Rendra yang sedang menciduk sup terkekeh tahu dirinya disindir.

Kadang Virgo iri dengan Rendra yang sering lebih banyak dituruti permintaannya oleh Raka dan Devina. Akan tetapi Virgo sadar, kalau Rendra memang lebih membutuhkan mereka berdua. Karena Rendra bukanlah anak normal sepertinya.

"Oh iya, ini nih, Igo dari tadi diem mulu. Tanyain coba."

"Kamu nggak pa-pa, kan, Go?" tanya Devina seraya mengambilkan nasi untuk Virgo. "Anak yang mukulin kamu nggak datengin kamu, kan?" Matanya menyelidik.

"Mukulin? Virgo dipukuli? Dipukuli siapa? Apanya yang dipukuli? Kapan? Kok nggak ada yang bilang sama Ayah?" cecar Raka. Raut wajahnya mendadak serius mengetahui hal tersebut.

"Igo nggak sengaja lewat jalan yang digunain tawuran anak SMA, Mas. Pulangnya wajah Igo babak belur. Sepeda sama kacamatanya rusak parah. Nggak bisa digunain lagi."

Raka tak bernapas barang sejenak selama Devina menjelaskan. Dia menggeleng-geleng kemudian. Tak habis pikir dengan kejadian yang menimpa anaknya. Wajahnya masih tampak tercengang.
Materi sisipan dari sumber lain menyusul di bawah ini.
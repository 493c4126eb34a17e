//! Daemon configuration.
//!
//! A JSON file supplies defaults; command line flags override individual
//! fields.

use std::fs;
use std::path::Path;

use serde::Deserialize;

#[derive(Debug, Clone, Deserialize)]
#[serde(default, deny_unknown_fields)]
pub struct AppConfig {
    /// Target frame rate of the periodic driver.
    pub frame_rate_hz: f64,
    /// Animation speed multiplier; 1.0 is real time.
    pub speed: f64,
    /// Program selected on startup.
    pub program: Option<String>,
    /// Start under day/night scheduling instead of immediately.
    pub scheduled: bool,
    /// Number of output channels the strings are split across.
    pub channels: usize,
    /// Local (hour, minute) at which the show stops in the morning.
    pub sunrise: (u32, u32),
    /// Local (hour, minute) at which the show starts in the evening.
    pub sunset: (u32, u32),
}

impl Default for AppConfig {
    fn default() -> Self {
        Self {
            frame_rate_hz: 60.0,
            speed: 1.0,
            program: None,
            scheduled: false,
            channels: 2,
            sunrise: (6, 0),
            sunset: (19, 50),
        }
    }
}

pub fn load(path: &Path) -> Result<AppConfig, Box<dyn std::error::Error>> {
    let raw = fs::read_to_string(path)?;
    let config = serde_json::from_str(&raw)?;
    Ok(config)
}

#[cfg(test)]
mod tests {
    use super::*;

    #[test]
    fn partial_files_fall_back_to_defaults() {
        let config: AppConfig =
            serde_json::from_str(r#"{ "speed": 0.5, "program": "cascade" }"#).unwrap();
        assert_eq!(config.speed, 0.5);
        assert_eq!(config.program.as_deref(), Some("cascade"));
        assert_eq!(config.frame_rate_hz, 60.0);
        assert_eq!(config.channels, 2);
    }

    #[test]
    fn unknown_fields_are_rejected() {
        assert!(serde_json::from_str::<AppConfig>(r#"{ "framerate": 30 }"#).is_err());
    }
}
"Sekarang udah nggak sakit lagi, Yah," Virgo menenangkan ayahnya yang kelihatan begitu cemas.

"Kamu benar-benar nggak pa-pa, Go? Nggak ada yang bekas, sakitnya? Bagian dalam nggak ada yang sakit, kan?"

"Nggak ada, Yah. Igo udah nggak pa-pa." Virgo mulai melahap makanannya. Masih dengan gerakan lemas. Dia benar-benar sedang tidak mood sama sekali untuk makan. Sayang perutnya tak bisa berkompromi dengan suasana hatinya saat ini.

"Ya udahlah, Go. Mending mulai sekarang kamu sering bareng Rendra aja, berangkat sama pulang sekolahnya. Nggak usah pakai sepeda lagi."

Rendra langsung bengong. Padahal mulutnya masih penuh dengan makanan. "Terus, Zifa sama siapa? Kasihan dong, sendirian? Cewek pula."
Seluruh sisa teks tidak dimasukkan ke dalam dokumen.